**Your objective**
I'd like the line containing "exactly one send." and each line that follows, through the last line of the material, set down exactly as they are, and no others.

*** Records supplied Section Begins ***

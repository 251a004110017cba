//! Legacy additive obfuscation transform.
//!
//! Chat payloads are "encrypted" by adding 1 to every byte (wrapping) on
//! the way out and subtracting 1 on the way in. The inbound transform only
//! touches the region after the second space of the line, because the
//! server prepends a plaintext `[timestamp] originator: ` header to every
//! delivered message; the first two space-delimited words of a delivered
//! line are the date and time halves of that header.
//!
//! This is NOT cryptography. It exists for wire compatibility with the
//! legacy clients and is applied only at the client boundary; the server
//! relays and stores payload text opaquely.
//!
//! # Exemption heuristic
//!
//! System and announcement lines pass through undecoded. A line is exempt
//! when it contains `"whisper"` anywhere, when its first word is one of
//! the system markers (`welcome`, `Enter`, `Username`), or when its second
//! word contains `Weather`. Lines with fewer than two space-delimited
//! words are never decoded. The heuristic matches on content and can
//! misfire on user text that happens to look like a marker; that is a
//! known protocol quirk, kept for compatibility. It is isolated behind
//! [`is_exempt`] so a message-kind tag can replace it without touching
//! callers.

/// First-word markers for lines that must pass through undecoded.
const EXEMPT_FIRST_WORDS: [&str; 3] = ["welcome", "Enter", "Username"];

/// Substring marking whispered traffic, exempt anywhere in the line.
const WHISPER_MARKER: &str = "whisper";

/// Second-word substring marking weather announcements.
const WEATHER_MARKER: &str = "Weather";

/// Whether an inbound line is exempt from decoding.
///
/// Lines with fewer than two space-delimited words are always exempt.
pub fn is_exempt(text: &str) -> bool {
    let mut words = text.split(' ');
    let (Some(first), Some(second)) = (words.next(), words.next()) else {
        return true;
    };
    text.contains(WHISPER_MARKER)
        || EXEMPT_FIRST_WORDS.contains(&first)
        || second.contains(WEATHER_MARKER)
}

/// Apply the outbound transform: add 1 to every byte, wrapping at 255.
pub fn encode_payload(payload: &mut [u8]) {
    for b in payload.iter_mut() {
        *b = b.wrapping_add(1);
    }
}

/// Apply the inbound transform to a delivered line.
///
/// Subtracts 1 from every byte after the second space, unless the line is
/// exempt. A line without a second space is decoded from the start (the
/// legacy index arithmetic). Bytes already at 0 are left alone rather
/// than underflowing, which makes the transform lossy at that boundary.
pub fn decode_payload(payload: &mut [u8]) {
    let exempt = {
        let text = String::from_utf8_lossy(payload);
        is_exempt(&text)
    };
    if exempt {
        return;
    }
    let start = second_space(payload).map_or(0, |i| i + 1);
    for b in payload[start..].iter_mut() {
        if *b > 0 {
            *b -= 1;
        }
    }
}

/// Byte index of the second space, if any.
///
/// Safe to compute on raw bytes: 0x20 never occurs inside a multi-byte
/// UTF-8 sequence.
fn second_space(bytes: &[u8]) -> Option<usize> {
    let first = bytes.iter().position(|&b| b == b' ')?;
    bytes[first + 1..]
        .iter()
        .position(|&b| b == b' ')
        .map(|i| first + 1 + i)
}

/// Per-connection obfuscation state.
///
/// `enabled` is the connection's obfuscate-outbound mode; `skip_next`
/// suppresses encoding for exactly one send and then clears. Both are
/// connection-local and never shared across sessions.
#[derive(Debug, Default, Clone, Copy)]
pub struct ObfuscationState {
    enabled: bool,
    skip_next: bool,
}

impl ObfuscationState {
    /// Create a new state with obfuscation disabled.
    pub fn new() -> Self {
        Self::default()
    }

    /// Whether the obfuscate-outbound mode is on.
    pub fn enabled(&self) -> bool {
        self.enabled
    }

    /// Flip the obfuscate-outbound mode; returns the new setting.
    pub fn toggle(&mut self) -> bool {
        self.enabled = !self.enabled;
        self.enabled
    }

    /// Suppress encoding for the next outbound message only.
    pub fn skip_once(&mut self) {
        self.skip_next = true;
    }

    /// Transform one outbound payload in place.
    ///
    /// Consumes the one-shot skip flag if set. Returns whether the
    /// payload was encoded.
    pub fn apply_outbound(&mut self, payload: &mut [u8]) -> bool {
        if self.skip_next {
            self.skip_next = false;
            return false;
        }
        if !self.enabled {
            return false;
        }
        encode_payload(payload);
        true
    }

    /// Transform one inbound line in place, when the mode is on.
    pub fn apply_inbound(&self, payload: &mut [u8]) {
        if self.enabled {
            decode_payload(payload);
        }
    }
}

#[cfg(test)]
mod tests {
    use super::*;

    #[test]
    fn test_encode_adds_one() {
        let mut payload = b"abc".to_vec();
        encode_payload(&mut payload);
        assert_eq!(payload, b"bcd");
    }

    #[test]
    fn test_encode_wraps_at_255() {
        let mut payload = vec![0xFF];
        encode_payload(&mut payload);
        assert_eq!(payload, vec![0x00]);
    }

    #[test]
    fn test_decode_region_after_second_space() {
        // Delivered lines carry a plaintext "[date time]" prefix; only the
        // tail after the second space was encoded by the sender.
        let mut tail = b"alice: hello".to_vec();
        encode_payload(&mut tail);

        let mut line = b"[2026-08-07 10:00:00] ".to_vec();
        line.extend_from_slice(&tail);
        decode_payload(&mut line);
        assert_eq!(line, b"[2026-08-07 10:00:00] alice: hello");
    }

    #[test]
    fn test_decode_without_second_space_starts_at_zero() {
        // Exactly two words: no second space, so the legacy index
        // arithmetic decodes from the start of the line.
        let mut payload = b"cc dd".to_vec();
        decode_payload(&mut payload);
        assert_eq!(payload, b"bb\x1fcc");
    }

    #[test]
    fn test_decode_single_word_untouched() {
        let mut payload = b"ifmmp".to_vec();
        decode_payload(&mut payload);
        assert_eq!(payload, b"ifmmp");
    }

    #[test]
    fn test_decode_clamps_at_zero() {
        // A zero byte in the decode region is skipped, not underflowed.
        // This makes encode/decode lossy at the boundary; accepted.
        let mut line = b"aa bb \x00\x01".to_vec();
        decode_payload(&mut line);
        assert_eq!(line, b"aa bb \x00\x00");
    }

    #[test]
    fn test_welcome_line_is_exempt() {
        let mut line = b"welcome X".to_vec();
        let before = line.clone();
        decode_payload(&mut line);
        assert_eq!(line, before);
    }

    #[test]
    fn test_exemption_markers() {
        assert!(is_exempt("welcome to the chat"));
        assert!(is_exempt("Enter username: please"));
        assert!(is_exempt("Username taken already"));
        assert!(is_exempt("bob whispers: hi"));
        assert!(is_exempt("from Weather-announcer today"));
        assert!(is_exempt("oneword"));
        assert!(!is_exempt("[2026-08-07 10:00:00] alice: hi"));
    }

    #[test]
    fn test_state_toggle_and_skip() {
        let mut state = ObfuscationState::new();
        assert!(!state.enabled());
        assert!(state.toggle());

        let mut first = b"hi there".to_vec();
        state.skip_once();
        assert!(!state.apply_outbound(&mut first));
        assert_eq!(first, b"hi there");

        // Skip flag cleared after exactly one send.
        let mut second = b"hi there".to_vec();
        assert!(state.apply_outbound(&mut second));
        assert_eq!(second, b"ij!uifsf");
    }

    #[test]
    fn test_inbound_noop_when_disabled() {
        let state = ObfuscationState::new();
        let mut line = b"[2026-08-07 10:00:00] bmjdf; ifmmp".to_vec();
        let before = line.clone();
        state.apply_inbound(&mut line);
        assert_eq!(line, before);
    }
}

*** Records supplied Section Ends ***

**Written response**
        // Skip flag cleared after exactly one send.
        let mut second = b"hi there".to_vec();
        assert!(state.apply_outbound(&mut second));
        assert_eq!(second, b"ij!uifsf");
    }

    #[test]
    fn test_inbound_noop_when_disabled() {
        let state = ObfuscationState::new();
        let mut line = b"[2026-08-07 10:00:00] bmjdf; ifmmp".to_vec();
        let before = line.clone();
        state.apply_inbound(&mut line);
        assert_eq!(line, before);
    }
}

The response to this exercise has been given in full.